Le Sommet européen du jour se tient à Versailles, haut lieu d’histoire. Alors, faisons de l’histoire !
La Russie de Joseph Staline ne nous a pas sauvés du nazisme. Sans le débarquement allié, donc américain, en Normandie en juin 1944, la France aurait vraisemblablement troqué l’asservissement nazi contre celui de la dictature stalinienne. Malgré ses visées hégémoniques et ses interventions militaires intéressées, l’Amérique ne nous a jamais privés de notre liberté, de notre démocratie, de notre pays. Les valeurs de l’Europe et celles de l’Amérique sont largement communes, celles qui ont inspiré la déclaration universelle (mais originellement française) des droits de l’Homme comme la Constitution des États-Unis d’Amérique. Mais cette analyse est aujourd’hui plus romantique et historique que réaliste. Non seulement l’Europe n’est plus le premier centre d’intérêt géopolitique des États-Unis, mais les deux entités s’éloignent sur le plan identitaire. Les États-Uniens ne sont plus des Européens d’Amérique. Et par voie de conséquence, ils n’entendent pas mourir ni même souffrir pour l’Europe.
À certains égards, on peut même douter que les États-Unis, repliés sur eux-mêmes (ou tournés vers le Pacifique) depuis l’ère Obama, soient encore nos alliés. Ils ne manquent pas une occasion de nuire à l’Europe. Aujourd’hui, Washington encourage le boycott total du gaz russe, peut-être pour nous vendre à prix d’or son gaz de schiste. En tout cas pour nous affaiblir. Ce ne sont en effet pas les Américains qui en subiraient les conséquences. En matière de sanctions, ils sont maximalistes lorsqu’ils ne sont pas impactés. Sur le terrain géopolitique, ils encouragent l’extension de l’OTAN, ce qui est une indéniable source de tensions avec la Russie.
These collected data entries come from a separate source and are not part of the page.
//! # Simulated equipment
//!
//! A kinematic car driving around the cone map, with simulated versions of
//! every piece of equipment the drive executable uses. Running
//! `drive_exec --sim` exercises the complete stack without hardware.

// ---------------------------------------------------------------------------
// MODULES
// ---------------------------------------------------------------------------

pub mod devices;
pub mod world;

pub use devices::*;
pub use world::{SharedWorld, SimWorld};

// ---------------------------------------------------------------------------
// IMPORTS
// ---------------------------------------------------------------------------

// External
use serde::Deserialize;

// ---------------------------------------------------------------------------
// DATA STRUCTURES
// ---------------------------------------------------------------------------

/// Parameters for the simulation
#[derive(Deserialize, Debug, Clone)]
#[serde(default)]
pub struct SimParams {
    /// Distance between the axles
    pub wheelbase_m: f64,

    /// Steering angle at full lock
    pub max_steer_rad: f64,

    /// Acceleration at full throttle
    pub max_accel_ms2: f64,

    /// Deceleration at full brake
    pub max_brake_ms2: f64,

    /// Speed proportional drag
    pub drag_per_s: f64,

    /// Distance per encoder tick, matching the estimator's calibration
    pub meters_per_tick: f64,

    /// Half angle of the camera's field of view
    pub camera_half_fov_rad: f64,

    /// Cones further than this are not seen
    pub cone_range_m: f64,

    /// Standard deviation of the detected cone bearings
    pub bearing_noise_rad: f64,

    /// Constant gyro Z bias
    pub gyro_bias_rads: f64,

    /// Standard deviation of the gyro noise
    pub gyro_noise_rads: f64,

    /// Start pose of the car
    pub start_x_m: f64,
    pub start_y_m: f64,
    pub start_heading_rad: f64,

    /// Time after start at which the scripted operator presses Home
    pub home_at_s: f64,

    /// Time after start at which the scripted operator engages autodrive
    pub engage_at_s: f64,

    /// Throttle stick held by the scripted operator once engaged
    pub throttle_stick: f64,

    /// Random seed, zero seeds from entropy
    pub seed: u64,
}

// ---------------------------------------------------------------------------
// ENUMERATIONS
// ---------------------------------------------------------------------------

#[derive(Debug, thiserror::Error)]
pub enum SimError {
    #[error("Could not spawn the simulated camera: {0}")]
    SpawnFailed(std::io::Error),
}

// ---------------------------------------------------------------------------
// IMPLEMENTATIONS
// ---------------------------------------------------------------------------

impl Default for SimParams {
    fn default() -> Self {
        Self {
            wheelbase_m: 0.26,
            max_steer_rad: 0.5,
            max_accel_ms2: 4.0,
            max_brake_ms2: 8.0,
            drag_per_s: 0.5,
            meters_per_tick: 0.0205,
            camera_half_fov_rad: 0.6,
            cone_range_m: 8.0,
            bearing_noise_rad: 0.01,
            gyro_bias_rads: 0.01,
            gyro_noise_rads: 0.005,
            start_x_m: 0.0,
            start_y_m: 0.0,
            start_heading_rad: 0.0,
            home_at_s: 0.5,
            engage_at_s: 1.0,
            throttle_stick: 0.6,
            seed: 0,
        }
    }
}

#[cfg(test)]
mod test {
    use super::*;
    use crate::config::DriverConfig;
    use crate::hw::{ConeDetector, FeedbackSource, Imu};
    use crate::loc::{landmarks, LocParams, Localizer, Pose2};
    use crate::veh_est::{self, VehicleEstimator};
    use chrono::Utc;
    use comms_if::eqpt::cam::Frame;
    use std::f64::consts::PI;
    use util::maths::wrap_pi;

    const DT: f64 = 1.0 / 30.0;

    /// Pose and curvature a distance `s_m` around the oval the cone map
    /// marks out: 20 m straights joined by 5 m radius turns, anticlockwise
    /// from the origin.
    fn oval(s_m: f64) -> (Pose2, f64) {
        let turn = 5.0 * PI;
        let s = s_m % (40.0 + 2.0 * turn);

        if s < 20.0 {
            (Pose2::new(s, 0.0, 0.0), 0.0)
        } else if s < 20.0 + turn {
            let t = (s - 20.0) / 5.0;
            (Pose2::new(20.0 + 5.0 * t.sin(), 5.0 - 5.0 * t.cos(), wrap_pi(t)), 0.2)
        } else if s < 40.0 + turn {
            (Pose2::new(20.0 - (s - 20.0 - turn), 10.0, PI), 0.0)
        } else {
            let t = (s - 40.0 - turn) / 5.0;
            (Pose2::new(-5.0 * t.sin(), 5.0 + 5.0 * t.cos(), wrap_pi(PI + t)), 0.2)
        }
    }

    #[test]
    fn test_localisation_follows_lap() {
        let cones = landmarks::parse(include_str!("../../../params/lm.txt")).unwrap();

        // Default sensor noise and gyro bias
        let world = SharedWorld::new(SimWorld::new(SimParams {
            seed: 7,
            ..Default::default()
        }));
        let mut imu = SimImu::new(world.clone());
        let mut feedback = SimFeedback::new(world.clone());
        let mut detector = SimConeDetector::new(world.clone(), cones.clone());

        let mut estimator = VehicleEstimator::with_params(veh_est::Params::default()).unwrap();
        let mut localizer = Localizer::new(LocParams {
            num_particles: 200,
            seed: 7,
            ..Default::default()
        })
        .unwrap();
        localizer.set_landmarks(cones).unwrap();

        let config = DriverConfig::default();
        let precision = config.cone_precision as f64 * localizer.params().precision_scale;
        let frame = Frame {
            timestamp: Utc::now(),
            width: 0,
            height: 0,
            data: Vec::new(),
        };

        let speed_ms = 2.0;
        let rest_frames = 30;
        let lap_frames = 1100;

        let mut bearings = Vec::new();
        let mut last_fb = feedback.read_feedback().unwrap();
        let mut max_err_m = 0.0f64;
        let mut max_heading_err_rad = 0.0f64;

        for i in 0..(rest_frames + lap_frames) {
            // A second at rest on the start line, then a lap at constant
            // speed with the car placed exactly on the oval
            if i == rest_frames {
                estimator.capture_gyro_bias();
            }
            if i >= rest_frames {
                let mut w = world.lock();
                let s_m = (i - rest_frames + 1) as f64 * speed_ms * DT;
                let (pose, curvature) = oval(s_m);
                w.pose = pose;
                w.v_ms = speed_ms;
                w.yaw_rate_rads = speed_ms * curvature;
                let ticks = speed_ms * DT / w.params().meters_per_tick;
                w.odometer_ticks += ticks;
                w.time_s += DT;
            }

            let sample = imu.read().unwrap();
            let fb = feedback.read_feedback().unwrap();
            let (state, report) = estimator.update(&veh_est::InputData {
                config,
                throttle: 0.0,
                steering: 0.0,
                imu: Some(sample),
                servo_pos: fb.servo_pos,
                wheel_delta: fb.ticks_since(&last_fb),
                dt_s: DT,
            });
            last_fb = fb;

            if report.ds_m > 0.0 {
                let yaw_rate = sample.yaw_rate_rads() as f64 - state.gyro_bias_rads;
                localizer.predict(report.ds_m, yaw_rate, DT);

                let n = detector.find_cones(&frame, 0.0, sample.yaw_rate_rads(), 10, &mut bearings);
                for &b in bearings.iter().take(n) {
                    localizer.update_lm(b as f64, precision);
                }
            }

            let truth = world.lock().pose;
            let est = localizer.location_estimate();
            max_err_m = max_err_m.max((est.position_m() - truth.position_m()).norm());
            max_heading_err_rad =
                max_heading_err_rad.max(wrap_pi(est.heading_rad - truth.heading_rad).abs());
        }

        assert!(localizer.report().num_updates > 1000);
        assert!(max_err_m < 0.3, "max position error {:.3} m", max_err_m);
        assert!(max_heading_err_rad < 0.1, "max heading error {:.3} rad", max_heading_err_rad);
    }
}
Face aux Talibans, ils ont fui l’Afghanistan, non sans embarquer autant de réfugiés que possible, qui aspireront évidemment à rejoindre l’Europe.
L’ami américain a lâché ses alliés, surtout la France de François Hollande, lorsque Barak Obama décida in extremis de ne pas attaquer la Syrie dont le dictateur se livrait à des crimes de guerre contre sa propre population. Résultat : les Rafales français, sur le point de décoller, sont rentrés dans leur hangar, la guerre a fait près de 500.000 morts, et la Syrie est aujourd’hui russe.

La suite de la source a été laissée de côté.